BEGIN INFORMATION GIVEN
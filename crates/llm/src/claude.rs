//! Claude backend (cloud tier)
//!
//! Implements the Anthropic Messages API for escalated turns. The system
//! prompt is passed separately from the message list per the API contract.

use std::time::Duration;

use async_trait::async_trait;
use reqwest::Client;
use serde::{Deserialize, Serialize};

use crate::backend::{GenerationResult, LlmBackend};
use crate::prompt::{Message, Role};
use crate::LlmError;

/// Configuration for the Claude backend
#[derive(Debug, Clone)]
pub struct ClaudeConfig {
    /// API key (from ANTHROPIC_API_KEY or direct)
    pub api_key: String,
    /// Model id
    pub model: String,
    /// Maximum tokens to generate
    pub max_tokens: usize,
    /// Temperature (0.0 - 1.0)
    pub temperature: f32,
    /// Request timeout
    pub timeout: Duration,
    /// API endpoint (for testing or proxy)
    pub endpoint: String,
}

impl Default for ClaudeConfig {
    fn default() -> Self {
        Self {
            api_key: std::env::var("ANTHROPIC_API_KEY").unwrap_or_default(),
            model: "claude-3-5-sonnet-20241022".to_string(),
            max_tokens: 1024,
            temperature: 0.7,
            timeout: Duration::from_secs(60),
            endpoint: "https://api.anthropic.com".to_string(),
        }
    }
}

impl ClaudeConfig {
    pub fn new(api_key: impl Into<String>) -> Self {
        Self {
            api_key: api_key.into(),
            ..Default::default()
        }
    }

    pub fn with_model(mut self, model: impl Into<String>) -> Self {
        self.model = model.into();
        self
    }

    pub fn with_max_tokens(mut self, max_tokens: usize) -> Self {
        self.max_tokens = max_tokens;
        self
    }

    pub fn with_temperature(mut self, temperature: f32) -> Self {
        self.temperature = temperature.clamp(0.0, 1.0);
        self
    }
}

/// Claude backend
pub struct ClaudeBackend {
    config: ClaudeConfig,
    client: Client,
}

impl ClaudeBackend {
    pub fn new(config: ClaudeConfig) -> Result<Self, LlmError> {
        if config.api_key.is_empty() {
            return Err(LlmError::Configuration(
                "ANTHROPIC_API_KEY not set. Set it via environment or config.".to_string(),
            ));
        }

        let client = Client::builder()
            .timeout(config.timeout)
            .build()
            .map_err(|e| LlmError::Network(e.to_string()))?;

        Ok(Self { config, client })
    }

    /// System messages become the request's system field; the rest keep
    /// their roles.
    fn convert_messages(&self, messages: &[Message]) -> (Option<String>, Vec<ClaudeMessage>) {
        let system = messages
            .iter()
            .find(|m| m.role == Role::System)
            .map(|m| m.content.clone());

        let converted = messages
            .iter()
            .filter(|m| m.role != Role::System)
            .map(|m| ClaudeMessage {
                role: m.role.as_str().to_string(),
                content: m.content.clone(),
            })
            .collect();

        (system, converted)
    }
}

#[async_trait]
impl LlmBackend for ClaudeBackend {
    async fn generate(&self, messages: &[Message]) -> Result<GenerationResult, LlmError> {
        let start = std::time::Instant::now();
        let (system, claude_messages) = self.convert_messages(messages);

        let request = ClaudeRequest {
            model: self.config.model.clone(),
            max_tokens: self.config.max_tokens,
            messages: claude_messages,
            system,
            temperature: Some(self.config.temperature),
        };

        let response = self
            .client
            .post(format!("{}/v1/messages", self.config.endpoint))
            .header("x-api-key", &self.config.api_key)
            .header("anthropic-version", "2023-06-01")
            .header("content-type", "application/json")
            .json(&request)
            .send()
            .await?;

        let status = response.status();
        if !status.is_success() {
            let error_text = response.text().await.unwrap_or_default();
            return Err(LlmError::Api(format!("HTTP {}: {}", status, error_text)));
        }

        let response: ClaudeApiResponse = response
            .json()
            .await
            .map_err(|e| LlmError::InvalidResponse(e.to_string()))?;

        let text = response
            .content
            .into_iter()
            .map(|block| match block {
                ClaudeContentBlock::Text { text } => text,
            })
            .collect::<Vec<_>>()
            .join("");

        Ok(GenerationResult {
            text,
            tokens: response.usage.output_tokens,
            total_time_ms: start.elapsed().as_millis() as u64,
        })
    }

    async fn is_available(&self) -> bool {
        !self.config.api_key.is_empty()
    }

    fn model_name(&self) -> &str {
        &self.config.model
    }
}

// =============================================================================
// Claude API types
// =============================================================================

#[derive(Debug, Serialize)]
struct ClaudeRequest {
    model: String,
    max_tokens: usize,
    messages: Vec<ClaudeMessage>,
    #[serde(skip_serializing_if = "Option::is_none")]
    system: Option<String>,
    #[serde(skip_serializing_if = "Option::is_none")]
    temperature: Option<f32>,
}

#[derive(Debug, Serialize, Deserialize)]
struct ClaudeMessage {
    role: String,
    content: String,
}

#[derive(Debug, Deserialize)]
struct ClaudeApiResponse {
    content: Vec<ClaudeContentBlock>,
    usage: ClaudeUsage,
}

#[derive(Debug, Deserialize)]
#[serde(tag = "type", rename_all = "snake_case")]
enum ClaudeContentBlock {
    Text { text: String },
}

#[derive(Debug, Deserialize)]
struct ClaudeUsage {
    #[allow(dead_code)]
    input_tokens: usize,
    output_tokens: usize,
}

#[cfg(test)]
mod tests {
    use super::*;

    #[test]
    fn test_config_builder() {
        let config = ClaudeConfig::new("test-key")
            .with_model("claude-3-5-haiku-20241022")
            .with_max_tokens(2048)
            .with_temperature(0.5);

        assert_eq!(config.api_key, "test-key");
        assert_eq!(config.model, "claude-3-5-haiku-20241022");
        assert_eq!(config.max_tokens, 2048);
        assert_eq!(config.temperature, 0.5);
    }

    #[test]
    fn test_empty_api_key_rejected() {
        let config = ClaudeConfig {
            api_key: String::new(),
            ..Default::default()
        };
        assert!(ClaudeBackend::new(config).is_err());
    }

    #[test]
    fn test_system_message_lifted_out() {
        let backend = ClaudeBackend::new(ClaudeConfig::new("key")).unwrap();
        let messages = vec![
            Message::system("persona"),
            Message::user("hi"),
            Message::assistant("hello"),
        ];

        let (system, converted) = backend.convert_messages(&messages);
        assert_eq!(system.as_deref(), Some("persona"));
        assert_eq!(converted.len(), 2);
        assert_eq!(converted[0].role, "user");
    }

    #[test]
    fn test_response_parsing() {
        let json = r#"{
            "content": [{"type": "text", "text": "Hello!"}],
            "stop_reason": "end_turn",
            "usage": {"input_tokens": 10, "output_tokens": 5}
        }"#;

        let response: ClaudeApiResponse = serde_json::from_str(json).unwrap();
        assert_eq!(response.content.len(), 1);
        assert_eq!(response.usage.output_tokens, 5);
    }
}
END INFORMATION GIVEN
BEGIN INFORMATION GIVEN
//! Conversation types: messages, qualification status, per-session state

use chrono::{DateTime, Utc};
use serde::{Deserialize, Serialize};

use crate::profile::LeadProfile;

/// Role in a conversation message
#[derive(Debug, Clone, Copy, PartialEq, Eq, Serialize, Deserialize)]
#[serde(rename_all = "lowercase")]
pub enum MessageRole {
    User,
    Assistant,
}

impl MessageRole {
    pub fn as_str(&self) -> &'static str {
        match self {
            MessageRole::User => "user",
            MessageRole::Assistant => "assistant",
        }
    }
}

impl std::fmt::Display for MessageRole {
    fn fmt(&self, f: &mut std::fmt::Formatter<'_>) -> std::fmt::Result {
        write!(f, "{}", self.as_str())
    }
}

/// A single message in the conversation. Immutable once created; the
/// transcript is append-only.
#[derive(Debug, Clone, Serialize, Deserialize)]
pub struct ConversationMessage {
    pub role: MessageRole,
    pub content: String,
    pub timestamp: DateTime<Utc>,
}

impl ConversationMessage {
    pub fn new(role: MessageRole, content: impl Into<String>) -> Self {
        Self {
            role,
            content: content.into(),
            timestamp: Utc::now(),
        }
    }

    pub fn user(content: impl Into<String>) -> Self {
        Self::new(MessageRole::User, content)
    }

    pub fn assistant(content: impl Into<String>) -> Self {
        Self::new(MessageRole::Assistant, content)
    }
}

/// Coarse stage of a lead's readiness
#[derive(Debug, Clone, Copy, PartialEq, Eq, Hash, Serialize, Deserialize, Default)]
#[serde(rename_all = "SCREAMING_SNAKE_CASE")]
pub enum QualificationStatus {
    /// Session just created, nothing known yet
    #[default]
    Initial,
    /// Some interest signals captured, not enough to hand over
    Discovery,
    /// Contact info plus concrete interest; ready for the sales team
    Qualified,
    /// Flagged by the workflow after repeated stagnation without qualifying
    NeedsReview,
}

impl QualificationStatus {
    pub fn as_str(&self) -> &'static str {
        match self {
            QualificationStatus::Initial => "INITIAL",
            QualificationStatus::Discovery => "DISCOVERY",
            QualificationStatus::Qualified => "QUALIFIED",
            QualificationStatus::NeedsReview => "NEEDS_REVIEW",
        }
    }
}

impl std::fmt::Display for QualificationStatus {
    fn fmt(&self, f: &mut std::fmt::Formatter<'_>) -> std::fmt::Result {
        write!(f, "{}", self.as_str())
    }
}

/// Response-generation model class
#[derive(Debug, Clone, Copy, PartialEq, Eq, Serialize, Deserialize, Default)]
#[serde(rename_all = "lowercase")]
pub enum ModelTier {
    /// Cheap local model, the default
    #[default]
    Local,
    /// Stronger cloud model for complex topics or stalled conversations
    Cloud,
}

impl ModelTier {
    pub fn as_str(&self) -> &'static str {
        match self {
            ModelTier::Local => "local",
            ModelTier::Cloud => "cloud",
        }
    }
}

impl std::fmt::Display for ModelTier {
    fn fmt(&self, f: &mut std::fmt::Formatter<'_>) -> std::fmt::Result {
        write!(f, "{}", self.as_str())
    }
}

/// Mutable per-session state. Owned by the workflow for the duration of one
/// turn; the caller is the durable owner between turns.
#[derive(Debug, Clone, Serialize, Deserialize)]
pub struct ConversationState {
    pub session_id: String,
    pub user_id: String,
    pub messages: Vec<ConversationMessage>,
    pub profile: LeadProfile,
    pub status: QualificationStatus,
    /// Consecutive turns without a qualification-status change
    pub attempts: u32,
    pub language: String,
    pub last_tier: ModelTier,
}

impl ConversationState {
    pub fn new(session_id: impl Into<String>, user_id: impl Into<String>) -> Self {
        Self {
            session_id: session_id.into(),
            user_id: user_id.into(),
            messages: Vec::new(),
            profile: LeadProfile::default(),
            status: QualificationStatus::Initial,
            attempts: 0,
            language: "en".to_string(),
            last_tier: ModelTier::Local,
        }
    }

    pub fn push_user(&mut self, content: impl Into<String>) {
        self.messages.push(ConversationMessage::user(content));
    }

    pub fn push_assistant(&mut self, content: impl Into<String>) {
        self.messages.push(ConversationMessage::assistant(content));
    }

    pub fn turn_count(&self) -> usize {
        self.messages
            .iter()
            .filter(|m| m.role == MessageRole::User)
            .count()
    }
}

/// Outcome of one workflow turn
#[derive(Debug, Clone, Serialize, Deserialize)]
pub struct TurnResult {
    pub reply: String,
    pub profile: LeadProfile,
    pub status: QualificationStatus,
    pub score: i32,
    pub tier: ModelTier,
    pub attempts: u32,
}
END INFORMATION GIVEN
-- EXERCISE DETAILS --
Report how many lines of the data above include "ConversationState", giving the number and no other words.

-- EXPECTED ANSWER --
2